Exercise | For the listing below, output exactly the lines from the line with "use std::sync::Arc;" up to and including the line with "const LOOKAHEAD: u64 = 2;", and no other lines.

Records |

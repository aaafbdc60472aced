//! HTTP error mapping.
//!
//! Every failure leaves the service as a JSON body of the form
//! `{"error": "..."}`. Validation failures additionally carry the offending
//! field names under `fields`. Store outages are reported with a generic
//! message; the cause is logged.

use axum::{
    Json,
    extract::rejection::{JsonRejection, QueryRejection},
    http::StatusCode,
    response::{IntoResponse, Response},
};
use serde::Serialize;

pub type ApiResult<T> = core::result::Result<T, ApiError>;

#[derive(Debug, thiserror::Error)]
pub enum ApiError {
    #[error(transparent)]
    Store(#[from] tokenq::Error),

    #[error("Invalid credentials")]
    InvalidCredentials,

    #[error("Missing or invalid bearer token")]
    Unauthorized,

    /// The request body, query or path could not be decoded.
    #[error("Invalid request: {reason}")]
    InvalidRequest { reason: String },

    #[error("Unsupported export format: {0}")]
    UnknownExportFormat(String),

    #[error("No route for {method} {path}")]
    RouteNotFound { method: String, path: String },

    #[error("Internal error: {context}")]
    Internal { context: String },
}

impl From<JsonRejection> for ApiError {
    fn from(rejection: JsonRejection) -> Self {
        Self::InvalidRequest {
            reason: rejection.body_text(),
        }
    }
}

impl From<QueryRejection> for ApiError {
    fn from(rejection: QueryRejection) -> Self {
        Self::InvalidRequest {
            reason: rejection.body_text(),
        }
    }
}

#[derive(Serialize)]
struct ErrorBody<'a> {
    error: String,
    #[serde(skip_serializing_if = "Option::is_none")]
    fields: Option<&'a [&'static str]>,
}

impl ApiError {
    pub fn status(&self) -> StatusCode {
        match self {
            Self::Store(err) => match err {
                tokenq::Error::Validation { .. } => StatusCode::UNPROCESSABLE_ENTITY,
                tokenq::Error::NotFound { .. } => StatusCode::NOT_FOUND,
                tokenq::Error::InvalidStatus { .. } => StatusCode::BAD_REQUEST,
                tokenq::Error::StoreUnavailable(_) => StatusCode::SERVICE_UNAVAILABLE,
                _ => StatusCode::INTERNAL_SERVER_ERROR,
            },
            Self::InvalidCredentials | Self::Unauthorized => StatusCode::UNAUTHORIZED,
            Self::InvalidRequest { .. } => StatusCode::BAD_REQUEST,
            Self::UnknownExportFormat(_) | Self::RouteNotFound { .. } => StatusCode::NOT_FOUND,
            Self::Internal { .. } => StatusCode::INTERNAL_SERVER_ERROR,
        }
    }

    fn public_message(&self) -> String {
        match self {
            Self::Store(tokenq::Error::StoreUnavailable(_)) => {
                "Service temporarily unavailable, please retry".to_string()
            }
            Self::Store(tokenq::Error::NotFound { .. }) => "Service request not found".to_string(),
            Self::Store(tokenq::Error::CorruptRecord { .. }) | Self::Internal { .. } => {
                "Internal server error".to_string()
            }
            other => other.to_string(),
        }
    }
}

impl IntoResponse for ApiError {
    fn into_response(self) -> Response {
        let status = self.status();
        if status.is_server_error() {
            tracing::error!(error = %self, "request failed");
        } else {
            tracing::debug!(error = %self, "request rejected");
        }

        let fields = match &self {
            Self::Store(err) => err.invalid_fields(),
            _ => None,
        };
        let body = ErrorBody {
            error: self.public_message(),
            fields,
        };
        (status, Json(body)).into_response()
    }
}
//! Periodic "your turn is coming up" reminders.
//!
//! Each sweep looks two tokens past the number of completed works. If that
//! record exists and has not been reminded yet, the notifier is called and
//! the record is flagged. The flag is set with a conditional update, so two
//! instances sharing one database never both claim it.

use crate::server::{notify::Notifier, telemetry};
use core::time::Duration;
use std::sync::Arc;
use tokenq::SqliteStore;
use tokio::time::{self, MissedTickBehavior};
use tokio_util::sync::CancellationToken;

/// Distance between the last completed work and the token being reminded.
const LOOKAHEAD: u64 = 2;

/// Runs one sweep and returns the reminded token, if any.
///
/// # Errors
///
/// Returns the store error if the sequence or the record could not be read.
/// Notifier failures are logged and leave the record unflagged so the next
/// sweep retries.
pub async fn run_once(
    store: &SqliteStore,
    notifier: &dyn Notifier,
) -> tokenq::Result<Option<u64>> {
    let completed = store.completed_works().await?;
    if completed == 0 {
        return Ok(None);
    }

    let target = completed + LOOKAHEAD;
    let Some(request) = store.find_by_token(target).await? else {
        return Ok(None);
    };
    if request.reminder_sent {
        return Ok(None);
    }

    if let Err(e) = notifier.remind(&request).await {
        tracing::warn!(token = target, error = %e, "reminder delivery failed");
        return Ok(None);
    }

    if store.mark_reminder_sent(request.id).await? {
        telemetry::increment_reminders_sent();
        tracing::info!(token = target, "reminder sent");
        Ok(Some(target))
    } else {
        // Another instance got there first.
        Ok(None)
    }
}

/// Sweeps every `every` until `shutdown` is cancelled.
pub async fn reminder_loop(
    store: SqliteStore,
    notifier: Arc<dyn Notifier>,
    every: Duration,
    shutdown: CancellationToken,
) {
    let mut ticker = time::interval(every);
    ticker.set_missed_tick_behavior(MissedTickBehavior::Delay);

    loop {
        tokio::select! {
            () = shutdown.cancelled() => break,
            _ = ticker.tick() => {
                if let Err(e) = run_once(&store, notifier.as_ref()).await {
                    tracing::warn!(error = %e, "reminder sweep failed");
                }
            }
        }
    }

    tracing::debug!("reminder task stopped");
}
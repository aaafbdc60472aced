//! Customer notifications.
//!
//! Delivery is best effort: the service never fails a request because a
//! notification could not be sent. [`LogNotifier`] is the default sink and
//! records what would have been sent.

use async_trait::async_trait;
use tokenq::ServiceRequest;

#[derive(Debug, thiserror::Error)]
pub enum NotifyError {
    #[error("Notification delivery failed: {reason}")]
    Delivery { reason: String },
}

#[async_trait]
pub trait Notifier: Send + Sync {
    /// Confirms a new submission and its token number.
    async fn confirm(&self, request: &ServiceRequest) -> Result<(), NotifyError>;

    /// Tells the holder of an upcoming token that their turn is near.
    async fn remind(&self, request: &ServiceRequest) -> Result<(), NotifyError>;
}

#[derive(Debug, Default, Clone, Copy)]
pub struct LogNotifier;

#[async_trait]
impl Notifier for LogNotifier {
    async fn confirm(&self, request: &ServiceRequest) -> Result<(), NotifyError> {
        tracing::info!(
            to = %request.email,
            token = request.token_number,
            "confirmation: service request received"
        );
        Ok(())
    }

    async fn remind(&self, request: &ServiceRequest) -> Result<(), NotifyError> {
        tracing::info!(
            to = %request.email,
            token = request.token_number,
            "reminder: your turn is coming up"
        );
        Ok(())
    }
}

Answer space |
use std::sync::Arc;
use tokenq::SqliteStore;
use tokio::time::{self, MissedTickBehavior};
use tokio_util::sync::CancellationToken;

/// Distance between the last completed work and the token being reminded.
const LOOKAHEAD: u64 = 2;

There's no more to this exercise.